In our opinion, the financial statements referred to above present fairly, in all material respects, the net assets available for benefits of the Plan at December 31, 2007 and 2006, and the changes in its net assets available for benefits for the year ended December 31, 2007, in conformity with U.S. generally accepted accounting principles.
 
Our audits were performed for the purpose of forming an opinion on the financial statements taken as a whole. The accompanying supplemental schedule of assets (held at end of year) as of December 31, 2007, is presented for purposes of additional analysis and is not a required part of the financial statements but is supplementary information required by the Department of Labor’s Rules and Regulations for Reporting and Disclosure under the Employee Retirement Income Security Act of 1974. This supplemental schedule is the responsibility of the Plan’s management. The supplemental schedule has been subjected to the auditing procedures applied in our audits of the financial statements and, in our opinion, is fairly stated in all material respects in relation to the financial statements taken as a whole.
 
/s/Ernst & Young LLP
Houston, Texas
June 19, 2008
 
 
1

El Paso Corporation Retirement Savings Plan
Statements of Net Assets Available for Benefits
 
 
 
    December 31,   
     2007      2006  
 
 
(In thousands)
 
Assets                
Investments (at fair value)
  $ 866,887     $ 853,374  
                 
Receivables:
               
Interest
    19       22  
Dividends
    497       610  
Employer contributions
    652       17,261  
    Total receivables
    1,168       17,893  
Total assets
    868,055       871,267  
                 
Liabilities
               
    Accrued expenses
    316       424  
Total liabilities
    316       424  
                 
Net assets available for benefits at fair value
    867,739       870,843  
Adjustment from fair value to contract value for fully
benefit-responsive investment contracts
    (1,607 )     2,278  
Net assets available for benefits
  $ 866,132     $ 873,121  

 
See accompanying notes.

 
2

 

El Paso Corporation Retirement Savings Plan
Statement of Changes in Net Assets Available for Benefits
Year Ended December 31, 2007
(In thousands)
 
Additions:
     
Investment Income:
     
Dividends
  $ 28,238  
Interest
    11,710  
Net appreciation in fair value of investments
    23,362  
Net investment income
    63,310  
         
Contributions:
       
Employer
    17,021  
Participants
    38,186  
Total contributions
    55,207  
Total additions
    118,517  
         
Deductions:
       
Benefits paid to participants
    116,134  
Administrative fees
    1,443  
Transfers out
    7,929  
Total deductions
    125,506  
Net decrease in net assets available for benefits
    (6,989 )
         
Net assets available for benefits:
       
Beginning of year
    873,121  
End of year
  $ 866,132  


See accompanying notes.


 
3

 

El Paso Corporation Retirement Savings Plan
Notes to Financial Statements

 
  1.
  Description of Plan
 
The following description of the El Paso Corporation Retirement Savings Plan (the Plan) provides general information about the Plan’s provisions in effect for the plan year ended December 31, 2007. Participants should refer to the Plan document and summary plan description for a more complete description of the Plan’s provisions.
 
General
 
The Plan is a defined contribution plan covering employees of El Paso Corporation (the Company) and its participating employers, except leased employees, certain nonresident aliens, certain foreign nationals, and members of any unit covered by a collective bargaining agreement.

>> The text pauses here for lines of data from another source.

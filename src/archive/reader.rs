//! Read-side access to an archive
//!
//! Opening an archive pins the version from the metadata log's label
//! header, then loads the whole temporal index into memory. A damaged
//! or truncated index is not fatal: whatever prefix loaded cleanly is
//! kept and seeking is simply less precise. The metadata log itself is
//! read record-by-record through [`MetaReader`]; decode errors there
//! are fatal to that single record fetch, nothing else.

use crate::archive::control::archive_path;
use crate::archive::error::{ArchiveError, ArchiveResult};
use crate::archive::header::{ArchiveLabel, VOL_INDEX, VOL_META};
use crate::archive::indom::InDomRecord;
use crate::archive::labels::LabelRecord;
use crate::archive::timestamp::ArchiveVersion;
use crate::archive::tindex::{load_index_into, TiRecord};
use crate::archive::wire::{ENVELOPE_SIZE, TYPE_INDOM, TYPE_INDOM_DELTA, TYPE_INDOM_V2, TYPE_LABEL, TYPE_LABEL_V2};
use std::fs::File;
use std::io::{BufReader, Read, Seek, SeekFrom};
use std::path::{Path, PathBuf};

/// Upper bound on one metadata record; larger lengths are treated as
/// corruption rather than allocated
const MAX_META_RECORD: usize = 1 << 28;

/// One decoded record from the metadata log
#[derive(Debug, Clone, PartialEq)]
pub enum MetaRecord {
    InDom(InDomRecord<'static>),
    Labels(LabelRecord),
    /// A record type this layer does not interpret, skipped by length
    Skipped { rtype: i32, len: usize },
}

/// A reader's view of one archive
pub struct ArchiveReader {
    base: PathBuf,
    version: ArchiveVersion,
    label: ArchiveLabel,
    index: Vec<TiRecord>,
}

impl ArchiveReader {
    /// Open an archive for reading: pin the version, verify labels,
    /// load the temporal index
    pub fn open(base: impl AsRef<Path>) -> ArchiveResult<Self> {
        let base = base.as_ref().to_path_buf();

        let meta_path = archive_path(&base, VOL_META);
        let mut meta = BufReader::new(File::open(&meta_path)?);
        let label = ArchiveLabel::read_from(&mut meta)?;
        if label.volume != VOL_META {
            return Err(ArchiveError::BadLabel(format!(
                "metadata log labelled as volume {}",
                label.volume
            )));
        }
        let version = label.version;

        // the index side-file is optional and may be damaged; both cases
        // leave the archive usable with reduced seek precision
        let mut index = Vec::new();
        let index_path = archive_path(&base, VOL_INDEX);
        match File::open(&index_path) {
            Ok(file) => {
                let mut reader = BufReader::new(file);
                match ArchiveLabel::read_from(&mut reader) {
                    Ok(ti_label) if ti_label.version == version => {
                        if let Err(e) = load_index_into(&mut reader, version, &mut index) {
                            tracing::warn!(
                                entries = index.len(),
                                error = %e,
                                "temporal index damaged; keeping loaded prefix"
                            );
                        }
                    }
                    Ok(ti_label) => tracing::warn!(
                        index_version = %ti_label.version,
                        archive_version = %version,
                        "temporal index version mismatch; ignoring index"
                    ),
                    Err(e) => tracing::warn!(
                        error = %e,
                        "temporal index label unreadable; ignoring index"
                    ),
                }
            }
            Err(e) if e.kind() == std::io::ErrorKind::NotFound => {
                tracing::warn!("archive has no temporal index; seeks fall back to scans");
            }
            Err(e) => return Err(ArchiveError::Io(e)),
        }

        Ok(Self {
            base,
            version,
            label,
            index,
        })
    }

    pub fn version(&self) -> ArchiveVersion {
        self.version
    }

    pub fn label(&self) -> &ArchiveLabel {
        &self.label
    }

    /// The loaded temporal index, in file order. Binary search over it
    /// belongs to the caller.
    pub fn index(&self) -> &[TiRecord] {
        &self.index
    }

    /// Start walking the metadata log from its first record
    pub fn meta_records(&self) -> ArchiveResult<MetaReader> {
        let path = archive_path(&self.base, VOL_META);
        let mut reader = BufReader::new(File::open(path)?);
        reader.seek(SeekFrom::Start(ArchiveLabel::size(self.version) as u64))?;
        Ok(MetaReader {
            reader,
            version: self.version,
        })
    }
}

/// Record-by-record walk of the metadata log
///
/// Stops cleanly at end of file; a record cut off mid-way, or one that
/// fails its codec's checks, surfaces as a corruption error for that
/// record.
pub struct MetaReader {
    reader: BufReader<File>,
    version: ArchiveVersion,
}

impl MetaReader {
    /// Read and decode the next record, `None` at end of log
    pub fn next_record(&mut self) -> ArchiveResult<Option<MetaRecord>> {
        let mut envelope = [0u8; 8];
        match self.reader.read_exact(&mut envelope) {
            Ok(()) => {}
            Err(e) if e.kind() == std::io::ErrorKind::UnexpectedEof => return Ok(None),
            Err(e) => return Err(ArchiveError::Io(e)),
        }
        let len = i32::from_be_bytes(envelope[0..4].try_into().unwrap());
        let rtype = i32::from_be_bytes(envelope[4..8].try_into().unwrap());
        if (len as usize) < ENVELOPE_SIZE || len as usize > MAX_META_RECORD {
            return Err(ArchiveError::Corrupt(format!(
                "metadata record length {} out of range",
                len
            )));
        }

        let mut buf = vec![0u8; len as usize];
        buf[..8].copy_from_slice(&envelope);
        self.reader.read_exact(&mut buf[8..]).map_err(|e| {
            if e.kind() == std::io::ErrorKind::UnexpectedEof {
                ArchiveError::Corrupt(format!(
                    "metadata record of {} bytes cut short",
                    len
                ))
            } else {
                ArchiveError::Io(e)
            }
        })?;

        let record = match rtype {
            TYPE_INDOM | TYPE_INDOM_DELTA | TYPE_INDOM_V2 => {
                MetaRecord::InDom(InDomRecord::decode(&buf, self.version)?.into_owned())
            }
            TYPE_LABEL | TYPE_LABEL_V2 => {
                MetaRecord::Labels(LabelRecord::decode(&buf, self.version)?)
            }
            _ => {
                tracing::debug!(rtype, len, "skipping uninterpreted metadata record");
                MetaRecord::Skipped {
                    rtype,
                    len: len as usize,
                }
            }
        };
        Ok(Some(record))
    }
}

impl Iterator for MetaReader {
    type Item = ArchiveResult<MetaRecord>;

    fn next(&mut self) -> Option<Self::Item> {
        self.next_record().transpose()
    }
}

The El Paso Corporation Retirement Savings Plan Committee (the Committee) is responsible for the general administration of the Plan as described in the Plan document. JPMorgan Chase Bank, N.A. (JPMorgan) is the trustee of the Plan. JPMorgan Retirement Plan Services is the recordkeeper for the Plan. The Plan is subject to the provisions of the Employee Retirement Income Security Act of 1974, as amended (ERISA).
 
Contributions
 
A participant may elect to contribute (before-tax, after-tax or on a Roth basis) up to 50 percent of his or her eligible compensation. A participant may increase or decrease his or her contribution elections or make changes to his or her investment options at any time.  In addition, participants who have attained age 50 are eligible to make catch-up contributions.  Participants may also rollover distributions from other qualified plans into the Plan.
 
Individuals who become eligible employees are automatically enrolled into the Plan with a before-tax contribution amount of two percent of his or her eligible compensation excluding bonus earnings.  These contributions are invested in the age–appropriate Lifecycle Funds. Within 30 days of eligibility, the participant can choose to “opt out” of the Plan, elect a contribution amount other than two percent, or elect other investment options.
 
The Company makes matching contributions that are allocated in the same manner as that of the participant’s elective contributions. The Company matching contributions are equal to 75 percent of the participant’s contributions up to a maximum level of six percent of the participant’s eligible compensation. Company matching contributions are generally made in cash, although the Company may elect to make Company matching contributions in Company stock. The Company may also make additional matching contributions for any plan year, which are determined and contributed after the end of such plan year. These additional matching contributions are made at the sole discretion of the Company.  In 2007, the Company made an additional matching contribution of approximately $17 million in Company stock for the 2006 plan year, which participants were able to immediately diversify to other funds.  This additional contribution was reflected as an employer contribution receivable at December 31, 2006.  The Company did not make additional matching contributions for the 2007 plan year.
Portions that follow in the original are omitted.